I would be hard to say how long it would take for oil based poly to really yellow but I though you should be warned it will happen. Even innitially you can probably notice a slight yellowing. The finish is yellow enough you can see it in a quart can when you open it.

This time of year I would let oil stain dry overnight before before putting a finish over the top, either oil based or water based. In summer depending on brand a couple of hours might be sufficient. A lot depends on how much linseed oil the stain contains and each brand is different.


----------



## Bill White 2 (Jun 23, 2012)

Use water born top coat and don't worry about yellowing. Done and done.
Bill


----------



## GAF (Nov 4, 2012)

Hammer1 said:


> Most latex paints are too soft for things like shelves, although, there are acrylic enamels that are harder. I can't remember what I used on our Hoosier it was so long ago. Probably an oil in off white. Yellowing isn't a big issue behind closed doors where it's not subject to UV. You would have a hard time seeing any difference over the years. I'd probably go with Rustoleum enamel in satin or a similar brand.


Hammer1, thanks for the feedback. That is an awesome Hoosier cabinet. Mine is in extremely bad shape and will never look like yours but it will be much improved when I am finished with it.

Gary


----------



## GAF (Nov 4, 2012)

Bill White said:


> Use water born top coat and don't worry about yellowing. Done and done.
> Bill


Bill, this is good advice as was your advice a while ago on sealing the insides of drawers with shellac.

I will use water based top coat and surely wait long enough for the oil based stain to dry to ensure there are no issues.

I really like wipe on the top coat and will want to dilute some Varathane or MinWax water based poly.
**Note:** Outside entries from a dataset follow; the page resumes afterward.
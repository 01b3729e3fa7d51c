//! TTL Cleanup Task
//!
//! Background task that periodically removes expired cache entries.

use std::sync::Arc;
use std::time::Duration;

use tokio::sync::RwLock;
use tokio::task::JoinHandle;
use tracing::{debug, info};

use crate::cache::CacheStore;

/// Spawns a background task that periodically sweeps expired entries.
///
/// Sweeping is a memory optimization: expired entries are already
/// invisible to readers, the sweeper just reclaims them between
/// accesses. The task runs in an infinite loop, sleeping for the given
/// interval between sweeps and taking a write lock for each one.
///
/// # Arguments
/// * `cache` - shared handle to the store, e.g. from [`CachedFetcher::store`](crate::facade::CachedFetcher::store)
/// * `interval` - time between sweeps
///
/// # Returns
/// A JoinHandle for the spawned task, used to abort it during shutdown.
///
/// # Example
/// ```ignore
/// let fetcher = CachedFetcher::new("api", &CacheConfig::api_responses());
/// let handle = spawn_cleanup_task(fetcher.store(), Duration::from_secs(1));
/// // Later, during shutdown:
/// handle.abort();
/// ```
pub fn spawn_cleanup_task<T>(
    cache: Arc<RwLock<CacheStore<T>>>,
    interval: Duration,
) -> JoinHandle<()>
where
    T: Clone + Send + Sync + 'static,
{
    tokio::spawn(async move {
        info!(interval_ms = interval.as_millis() as u64, "starting TTL cleanup task");

        loop {
            tokio::time::sleep(interval).await;

            let removed = {
                let mut store = cache.write().await;
                store.cleanup_expired()
            };

            if removed > 0 {
                info!(removed, "TTL cleanup removed expired entries");
            } else {
                debug!("TTL cleanup found no expired entries");
            }
        }
    })
}
//! Herdcache - a request-coalescing in-memory cache
//!
//! Provides TTL expiration, LRU eviction, byte-size bounds and per-key
//! coalescing of concurrent upstream requests.

pub mod cache;
pub mod config;
pub mod error;
pub mod facade;
pub mod flight;
pub mod tasks;

pub use cache::{CacheStats, CacheStore};
pub use config::CacheConfig;
pub use error::{CacheError, Result};
pub use facade::{CachedFetcher, SmartCache};
pub use flight::RequestCoalescer;
pub use tasks::spawn_cleanup_task;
I am not sure what to thin with (simply water?) nor how much (50/50?).

Gary


----------



## GeorgeC (Jul 30, 2008)

tcleve4911 said:


> My rule of thumb has always been that you can put latex over oils but not oils over latex.....but ......with today's new paints and bonding agents there's always a way to get it done correctly.
> Prep is the key to any good finish.


I think that has been a generally accepted practice.
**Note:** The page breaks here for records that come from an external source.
//! Main event loop for the terminal UI.
//!
//! Sets up the terminal in raw mode with an alternate screen, runs the
//! draw-and-poll loop, and restores the terminal on exit.

use std::io;
use std::sync::Arc;
use std::time::Duration;

use crossterm::event::{self, Event, KeyEventKind};
use crossterm::execute;
use crossterm::terminal::{EnterAlternateScreen, LeaveAlternateScreen};
use ratatui::Terminal;
use ratatui::backend::CrosstermBackend;

use orchestrator_client::OrchestrationService;
use orchestrator_console::ConsoleSession;

use crate::app::{AppAction, TuiApp};
use crate::error::Result;
use crate::ui;

/// How long to wait for a key before checking for service responses.
const POLL_INTERVAL: Duration = Duration::from_millis(50);

/// Run the terminal UI event loop.
///
/// This function takes ownership of the terminal for the duration of the
/// session.  It enables raw mode and switches to an alternate screen buffer
/// so the user's existing terminal content is preserved.
///
/// # Arguments
///
/// * `service` -- The Orchestration Service requests are sent to.
/// * `session` -- Initial session state (automation level, response policy).
/// * `endpoint` -- Label for the service shown in the header.
///
/// # Errors
///
/// Returns a [`TuiError`](crate::error::TuiError) if terminal setup, drawing,
/// or event handling fails.
pub async fn run_tui(
    service: Arc<dyn OrchestrationService>,
    session: ConsoleSession,
    endpoint: String,
) -> Result<()> {
    crossterm::terminal::enable_raw_mode()?;
    let mut stdout = io::stdout();
    execute!(stdout, EnterAlternateScreen)?;
    let backend = CrosstermBackend::new(stdout);
    let mut terminal = Terminal::new(backend)?;

    let mut app = TuiApp::new(service, session, endpoint);

    tracing::info!("TUI event loop started");

    let result = event_loop(&mut terminal, &mut app).await;

    // Restore the terminal regardless of whether the loop succeeded.
    crossterm::terminal::disable_raw_mode()?;
    execute!(terminal.backend_mut(), LeaveAlternateScreen)?;
    terminal.show_cursor()?;

    tracing::info!("TUI event loop ended");

    result
}

/// The inner event loop, separated so terminal cleanup always runs.
async fn event_loop(
    terminal: &mut Terminal<CrosstermBackend<io::Stdout>>,
    app: &mut TuiApp,
) -> Result<()> {
    loop {
        terminal.draw(|frame| ui::draw(frame, app))?;

        if event::poll(POLL_INTERVAL)?
            && let Event::Key(key) = event::read()?
            && key.kind == KeyEventKind::Press
            && app.handle_key(key) == AppAction::Quit
        {
            break;
        }

        app.check_service_responses();

        // event::poll blocks this task; give spawned requests a turn.
        tokio::task::yield_now().await;
    }

    Ok(())
}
You say the newer oils will go over latex? If prep is the way to do this please tell us the proper preparation. I have had occasion where I wanted to use oil over latex and would like to know how.

George


----------



## bradnailer (Nov 11, 2008)

GeorgeC said:


> I think that has been a generally accepted practice.
> 
> You say the newer oils will go over latex? If prep is the way to do this please tell us the proper preparation. I have had occasion where I wanted to use oil over latex and would like to know how.
> 
> George


For me, all that is necessary is to just sand the latex smooth then rub on thin coats of oil based poly allowing it to cure between coats. 
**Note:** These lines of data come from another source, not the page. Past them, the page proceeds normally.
// ---------------------------------------------------------------------------
// Tests
// ---------------------------------------------------------------------------

#[cfg(test)]
mod tests {
    use std::sync::atomic::{AtomicUsize, Ordering};
    use std::time::Duration;

    use async_trait::async_trait;
    use crossterm::event::{KeyCode, KeyEvent, KeyEventKind, KeyEventState, KeyModifiers};
    use orchestrator_client::GenerateRequest;
    use serde_json::json;

    use super::*;

    #[derive(Default)]
    struct FakeService {
        generate_calls: AtomicUsize,
        execute_calls: AtomicUsize,
        unreachable: bool,
    }

    #[async_trait]
    impl OrchestrationService for FakeService {
        async fn generate_workflow(
            &self,
            _request: &GenerateRequest,
        ) -> orchestrator_client::Result<Workflow> {
            self.generate_calls.fetch_add(1, Ordering::SeqCst);
            if self.unreachable {
                return Err(ClientError::Request {
                    reason: "connection refused".into(),
                });
            }
            Ok(Workflow::new(json!({ "steps": ["load", "aggregate"] })))
        }

        async fn execute_workflow(&self, _workflow: &Workflow) -> orchestrator_client::Result<String> {
            self.execute_calls.fetch_add(1, Ordering::SeqCst);
            Ok("completed".into())
        }
    }

    fn make_key(code: KeyCode) -> KeyEvent {
        KeyEvent {
            code,
            modifiers: KeyModifiers::empty(),
            kind: KeyEventKind::Press,
            state: KeyEventState::empty(),
        }
    }

    fn make_key_with_mods(code: KeyCode, modifiers: KeyModifiers) -> KeyEvent {
        KeyEvent {
            code,
            modifiers,
            kind: KeyEventKind::Press,
            state: KeyEventState::empty(),
        }
    }

    fn make_app_with(service: Arc<FakeService>) -> TuiApp {
        TuiApp::new(service, ConsoleSession::new(), "http://localhost:5000/")
    }

    fn make_app() -> TuiApp {
        make_app_with(Arc::new(FakeService::default()))
    }

    fn type_text(app: &mut TuiApp, text: &str) {
        for c in text.chars() {
            app.handle_key(make_key(KeyCode::Char(c)));
        }
    }

    /// Poll until every spawned service call has reported back.
    async fn settle(app: &mut TuiApp) {
        for _ in 0..200 {
            app.check_service_responses();
            if !app.session().is_busy() {
                return;
            }
            tokio::time::sleep(Duration::from_millis(5)).await;
        }
        panic!("service calls did not settle");
    }

    #[test]
    fn typing_characters_appends_to_request() {
        let mut app = make_app();
        type_text(&mut app, "hi");
        assert_eq!(app.session().request(), "hi");
        assert_eq!(app.cursor_pos(), 2);
    }

    #[test]
    fn editing_handles_multibyte_characters() {
        let mut app = make_app();
        type_text(&mut app, "héllo");
        app.handle_key(make_key(KeyCode::Home));
        app.handle_key(make_key(KeyCode::Right));
        app.handle_key(make_key(KeyCode::Delete));
        assert_eq!(app.session().request(), "hllo");

        app.handle_key(make_key(KeyCode::End));
        app.handle_key(make_key(KeyCode::Backspace));
        assert_eq!(app.session().request(), "hll");
        assert_eq!(app.cursor_pos(), 3);
    }

    #[test]
    fn backspace_at_start_does_nothing() {
        let mut app = make_app();
        type_text(&mut app, "ab");
        app.handle_key(make_key(KeyCode::Home));
        app.handle_key(make_key(KeyCode::Backspace));
        assert_eq!(app.session().request(), "ab");
        assert_eq!(app.cursor_pos(), 0);
    }

    #[test]
    fn escape_returns_quit() {
        let mut app = make_app();
        assert_eq!(app.handle_key(make_key(KeyCode::Esc)), AppAction::Quit);
    }

    #[test]
    fn ctrl_c_returns_quit() {
        let mut app = make_app();
        let action = app.handle_key(make_key_with_mods(
            KeyCode::Char('c'),
            KeyModifiers::CONTROL,
        ));
        assert_eq!(action, AppAction::Quit);
    }

    #[test]
    fn empty_enter_raises_notice_without_calling_service() {
        let service = Arc::new(FakeService::default());
        let mut app = make_app_with(Arc::clone(&service));

        type_text(&mut app, "   ");
        assert_eq!(app.handle_key(make_key(KeyCode::Enter)), AppAction::Continue);

        let notice = app.session().notice().expect("notice raised");
        assert_eq!(notice.message(), "Please enter a request for the AI Orchestrator.");
        assert!(app.session().workflow().is_none());
        assert_eq!(service.generate_calls.load(Ordering::SeqCst), 0);
    }

    #[test]
    fn notice_swallows_the_next_key() {
        let mut app = make_app();
        app.handle_key(make_key_with_mods(KeyCode::Char('e'), KeyModifiers::CONTROL));
        assert_eq!(
            app.session().notice().map(|n| n.message()),
            Some("Please generate a workflow first.")
        );

        // Escape acknowledges the notice instead of quitting.
        assert_eq!(app.handle_key(make_key(KeyCode::Esc)), AppAction::Continue);
        assert!(app.session().notice().is_none());
        assert_eq!(app.handle_key(make_key(KeyCode::Esc)), AppAction::Quit);
    }

    #[test]
    fn tab_moves_focus_to_slider() {
        let mut app = make_app();
        assert_eq!(app.focus(), Focus::Request);
        app.handle_key(make_key(KeyCode::Tab));
        assert_eq!(app.focus(), Focus::Automation);

        app.handle_key(make_key(KeyCode::Right));
        assert_eq!(app.session().automation().value(), 51);
        app.handle_key(make_key(KeyCode::PageDown));
        assert_eq!(app.session().automation().value(), 41);
        app.handle_key(make_key(KeyCode::End));
        assert_eq!(app.session().automation().value(), 100);
        app.handle_key(make_key(KeyCode::Up));
        assert_eq!(app.session().automation().value(), 100);
        app.handle_key(make_key(KeyCode::Home));
        app.handle_key(make_key(KeyCode::Left));
        assert_eq!(app.session().automation().value(), 0);

        // Typing while the slider has focus does not edit the request.
        app.handle_key(make_key(KeyCode::Char('x')));
        assert_eq!(app.session().request(), "");

        app.handle_key(make_key(KeyCode::BackTab));
        assert_eq!(app.focus(), Focus::Request);
    }

    #[test]
    fn vertical_keys_scroll_preview() {
        let mut app = make_app();
        app.handle_key(make_key(KeyCode::PageDown));
        assert_eq!(app.preview_scroll(), 10);
        app.handle_key(make_key(KeyCode::Up));
        assert_eq!(app.preview_scroll(), 9);
        app.handle_key(make_key(KeyCode::PageUp));
        assert_eq!(app.preview_scroll(), 0);
    }

    #[tokio::test]
    async fn generate_then_execute_updates_session() {
        let service = Arc::new(FakeService::default());
        let mut app = make_app_with(Arc::clone(&service));

        type_text(&mut app, "Summarize sales data");
        app.handle_key(make_key(KeyCode::Enter));
        assert!(app.session().is_busy());
        settle(&mut app).await;

        assert_eq!(
            app.session().workflow(),
            Some(&Workflow::new(json!({ "steps": ["load", "aggregate"] })))
        );
        assert!(app.session().can_execute());

        app.handle_key(make_key_with_mods(KeyCode::Char('e'), KeyModifiers::CONTROL));
        settle(&mut app).await;

        assert_eq!(app.session().run_status(), Some("completed"));
        assert_eq!(service.generate_calls.load(Ordering::SeqCst), 1);
        assert_eq!(service.execute_calls.load(Ordering::SeqCst), 1);
    }

    #[tokio::test]
    async fn unreachable_service_is_silent() {
        let service = Arc::new(FakeService {
            unreachable: true,
            ..FakeService::default()
        });
        let mut app = make_app_with(service);

        type_text(&mut app, "Summarize sales data");
        app.handle_key(make_key_with_mods(KeyCode::Char('g'), KeyModifiers::CONTROL));
        settle(&mut app).await;

        assert!(app.session().workflow().is_none());
        assert!(app.session().notice().is_none());
        assert!(app.session().generate_state().failure().is_some());
    }

    #[tokio::test]
    async fn repeated_generate_issues_independent_requests() {
        let service = Arc::new(FakeService::default());
        let mut app = make_app_with(Arc::clone(&service));

        type_text(&mut app, "sales");
        app.handle_key(make_key(KeyCode::Enter));
        app.handle_key(make_key(KeyCode::Enter));
        settle(&mut app).await;

        assert_eq!(service.generate_calls.load(Ordering::SeqCst), 2);
        assert!(app.session().workflow().is_some());
    }
}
I build a lot of distressed looking furniture where I put a colored base coat of latex, another colored coat of latex over it then sand over the top coat to expose the first color and some of the bare wood. I then rub several coats of oil based wiping poly over the entire piece. Not only does it protect the latex finish but gives it more depth.


----------



## rrich (Jun 24, 2009)

I have put Polycrylic (Minwax) over Behr latex. The trick is to allow the latex to "cure" for about a month before applying the Polycrylic. The Polycrylic is water based and non yellowing.

I did this more than 10 years ago on a router table cabinet. The finish is holding up well.


----------